I wouldn't let him leave the room until he answered EVERY SINGLE ONE of my questions. I had him go over every little detail about a c-section and what I needed to bring and what happens before and after and the recovery. One of my biggest concerns was where she was going to go after she came out. I didn't want her out of either (Jaren or I) of our sights if she didn't need the NICU. He told me that after they get her all cleaned up and wrapped up they will bring her and give her to Jaren, unless she needs the NICU - which I'm really hoping she doesn't. And she shouldn't since I'm as far along as I am. Or will be.....
My recovery shouldn't be too rough if I do what I'm supposed to and I TRY(instead of just lie there lazily) to recover. I want to be active again so I'm not worried about that. I'm also going to buy a sort of girdle thing that you can wear while your sleeping - or not, but it should help hold everything together and help with the recovery.
This is all so weird. That's all that I can think to describe it. Weird. I didn't think I would have anything like this ever. I thought I would have a normal pregnancy. I'm not going to get into it on this post. I'm going to write a seperate one on how I feel.
Moving on to this last week:
- stronger worse cramps in front and back
- sharp rib pain
- lack of nesting, lack of motivation
- found I like decorating onsies and I am currently making a boppy cover
- made two nursing covers and am going to make two more - very impressed with myself
- trouble sleeping - saturday night or sunday morning I was up from 4 a.m. to 6:30 a.m.
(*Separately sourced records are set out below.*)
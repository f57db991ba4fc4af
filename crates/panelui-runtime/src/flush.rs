#![forbid(unsafe_code)]

//! Threaded hardware flush.
//!
//! The compute loop never blocks on the panel bus: composited bytes are
//! handed to a dedicated thread through a single-slot mailbox. The
//! producer holds the lock only long enough to swap the job in; pixel
//! extraction happens before, bus I/O after, both outside the lock.
//!
//! The mailbox holds one job. Submitting while a job is still pending
//! displaces it and returns it to the caller, which folds the displaced
//! rect back into the next frame's stale area; nothing is silently
//! dropped.

use std::sync::atomic::{AtomicBool, Ordering};
use std::sync::{Arc, Condvar, Mutex};
use std::thread::JoinHandle;

use panelui_core::geometry::Rect;

use crate::drivers::{DriverError, PanelDriver};

/// One region's worth of packed pixel bytes bound for the panel.
#[derive(Debug, Clone)]
pub struct FlushJob {
    /// Panel window to write.
    pub rect: Rect,
    /// Row-major bytes exactly covering `rect`.
    pub bytes: Vec<u8>,
}

struct Mailbox {
    job: Mutex<Option<FlushJob>>,
    ready: Condvar,
    stop: AtomicBool,
    last_error: Mutex<Option<DriverError>>,
}

/// Handle to the panel-writer thread.
pub struct FlushThread {
    mailbox: Arc<Mailbox>,
    worker: Option<JoinHandle<()>>,
}

impl FlushThread {
    /// Move `panel` onto a new writer thread.
    #[must_use]
    pub fn spawn(mut panel: impl PanelDriver + Send + 'static) -> Self {
        let mailbox = Arc::new(Mailbox {
            job: Mutex::new(None),
            ready: Condvar::new(),
            stop: AtomicBool::new(false),
            last_error: Mutex::new(None),
        });
        let shared = mailbox.clone();
        let worker = std::thread::Builder::new()
            .name("panel-flush".into())
            .spawn(move || {
                loop {
                    let job = {
                        let Ok(mut slot) = shared.job.lock() else {
                            return;
                        };
                        loop {
                            if shared.stop.load(Ordering::Acquire) {
                                return;
                            }
                            if let Some(job) = slot.take() {
                                break job;
                            }
                            slot = match shared.ready.wait(slot) {
                                Ok(guard) => guard,
                                Err(_) => return,
                            };
                        }
                    };
                    // Bus I/O runs with the mailbox unlocked.
                    if let Err(err) = panel.refresh(job.rect, &job.bytes) {
                        #[cfg(feature = "tracing")]
                        tracing::warn!(error = %err, "panel refresh failed");
                        if let Ok(mut last) = shared.last_error.lock() {
                            *last = Some(err);
                        }
                    }
                }
            })
            .ok();
        Self {
            mailbox,
            worker,
        }
    }

    /// Swap a job into the mailbox and wake the writer.
    ///
    /// Returns the displaced pending job, if the writer had not picked
    /// the previous one up yet.
    pub fn submit(&self, job: FlushJob) -> Option<FlushJob> {
        let displaced = match self.mailbox.job.lock() {
            Ok(mut slot) => slot.replace(job),
            Err(_) => None,
        };
        self.mailbox.ready.notify_one();
        displaced
    }

    /// The most recent refresh failure, cleared on read.
    #[must_use]
    pub fn take_error(&self) -> Option<DriverError> {
        self.mailbox
            .last_error
            .lock()
            .ok()
            .and_then(|mut slot| slot.take())
    }

    /// Stop the writer after its current refresh and join it.
    pub fn shutdown(mut self) {
        self.stop_and_join();
    }

    fn stop_and_join(&mut self) {
        self.mailbox.stop.store(true, Ordering::Release);
        self.mailbox.ready.notify_one();
        if let Some(worker) = self.worker.take() {
            let _ = worker.join();
        }
    }
}

impl Drop for FlushThread {
    fn drop(&mut self) {
        self.stop_and_join();
    }
}

#[cfg(test)]
mod tests {
    use std::sync::mpsc;
    use std::time::Duration;

    use panelui_core::geometry::Size;

    use super::*;

    /// Panel forwarding refreshes over a channel so tests can observe
    /// the worker from outside.
    struct ChannelPanel {
        tx: mpsc::Sender<(Rect, usize)>,
        fail: bool,
    }

    impl PanelDriver for ChannelPanel {
        fn size(&self) -> Size {
            Size::new(100, 100)
        }

        fn refresh(&mut self, rect: Rect, bytes: &[u8]) -> Result<(), DriverError> {
            let _ = self.tx.send((rect, bytes.len()));
            if self.fail {
                Err(DriverError::new("bus fault"))
            } else {
                Ok(())
            }
        }
    }

    #[test]
    fn jobs_reach_the_panel_thread() {
        let (tx, rx) = mpsc::channel();
        let flush = FlushThread::spawn(ChannelPanel { tx, fail: false });
        let rect = Rect::new(2, 3, 4, 5);
        let displaced = flush.submit(FlushJob {
            rect,
            bytes: vec![0; 4 * 5 * 2],
        });
        assert!(displaced.is_none());

        let (seen, len) = rx.recv_timeout(Duration::from_secs(5)).unwrap();
        assert_eq!(seen, rect);
        assert_eq!(len, 40);
        flush.shutdown();
    }

    #[test]
    fn refresh_errors_are_captured_not_fatal() {
        let (tx, rx) = mpsc::channel();
        let flush = FlushThread::spawn(ChannelPanel { tx, fail: true });
        flush.submit(FlushJob {
            rect: Rect::new(0, 0, 1, 1),
            bytes: vec![0; 2],
        });
        rx.recv_timeout(Duration::from_secs(5)).unwrap();
        // Give the worker a moment to record the error.
        let mut err = None;
        for _ in 0..50 {
            err = flush.take_error();
            if err.is_some() {
                break;
            }
            std::thread::sleep(Duration::from_millis(10));
        }
        assert_eq!(err, Some(DriverError::new("bus fault")));
        flush.shutdown();
    }

    #[test]
    fn shutdown_joins_cleanly_with_no_work() {
        let (tx, _rx) = mpsc::channel();
        let flush = FlushThread::spawn(ChannelPanel { tx, fail: false });
        flush.shutdown();
    }
}
#![forbid(unsafe_code)]

//! The cooperative runtime: scheduler, compositor, drivers, flush.
//!
//! One compute thread owns the scene tree and runs every task; the only
//! optional concurrency is a flush thread that writes already-composited
//! bytes to the panel bus. Per cycle the built-in tasks run in a fixed
//! order: poll inputs, dispatch events, relayout if flagged, repaint
//! stale regions, hand the stale window to the flush path, clear the
//! trackers.

pub mod compositor;
pub mod drivers;
pub mod error;
pub mod flush;
pub mod scheduler;
pub mod shell;

pub use compositor::compose;
pub use drivers::{DriverError, InputDevice, MemoryPanel, PanelDriver};
pub use error::RuntimeError;
pub use flush::{FlushJob, FlushThread};
pub use scheduler::{Scheduler, Step, TaskSpec};
pub use shell::{Runtime, RuntimeConfig, Shell};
I layed in bed for an hour and a half trying to fall back asleep. Finally, after starting to feel really sick to my stomach I got up, ate and read and then went back to bed.
- had one day where she didn't move until late afternoon and it scared me to death
- then every single day after that she has been moving nonstop it feels like - I can't believe it. She is SO ACTIVE!
- the poor thing hiccups 5-10 times a day. Probably more like 10. And it is a hard thumping that reverberates through my uterus. You can see my belly jump.
- bought the last of the things I need. 2 bottles and a sleep positioner. I'm ready - good thing too, since she could come any day.
- Jaren is afraid to leave me alone because the doctor mentioned seizures. I'm not worried, they will take her out before it ever came close to that. And it's weird because I feel okay.... so it's weird to know what's going on with my body.
Swollen body! Big baby.
Big belly, but no stretch marks! (On my belly... other places - that's a different story)
Belly button is still an innie! Rather shallow and small now.